Every line of the records below from the line with "random_sequence(&mut create_rng(Some(5)), 200_000);" up to and including the line with "let summary = CutSiteAnalysis::new(config.clone())" must be reproduced exactly, and no line outside that range.

- Excerpted data -

^^^^^^^^

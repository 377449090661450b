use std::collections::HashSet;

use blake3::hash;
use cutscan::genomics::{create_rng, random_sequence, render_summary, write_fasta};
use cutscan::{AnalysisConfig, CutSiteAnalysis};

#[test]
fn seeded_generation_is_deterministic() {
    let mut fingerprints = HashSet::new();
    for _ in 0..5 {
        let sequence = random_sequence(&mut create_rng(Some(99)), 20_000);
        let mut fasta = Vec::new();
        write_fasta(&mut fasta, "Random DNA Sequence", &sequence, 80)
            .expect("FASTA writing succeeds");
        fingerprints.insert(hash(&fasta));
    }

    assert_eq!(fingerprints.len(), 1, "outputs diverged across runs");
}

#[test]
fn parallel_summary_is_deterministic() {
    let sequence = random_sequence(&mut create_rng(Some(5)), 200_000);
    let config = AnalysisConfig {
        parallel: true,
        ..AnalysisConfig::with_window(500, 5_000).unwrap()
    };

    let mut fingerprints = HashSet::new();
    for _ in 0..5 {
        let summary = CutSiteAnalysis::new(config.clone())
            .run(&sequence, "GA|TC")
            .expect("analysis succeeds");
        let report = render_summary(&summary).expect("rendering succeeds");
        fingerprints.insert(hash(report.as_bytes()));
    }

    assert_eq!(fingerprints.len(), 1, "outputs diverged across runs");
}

^^^^^^^^

- Exercise response -
    let sequence = random_sequence(&mut create_rng(Some(5)), 200_000);
    let config = AnalysisConfig {
        parallel: true,
        ..AnalysisConfig::with_window(500, 5_000).unwrap()
    };

    let mut fingerprints = HashSet::new();
    for _ in 0..5 {
        let summary = CutSiteAnalysis::new(config.clone())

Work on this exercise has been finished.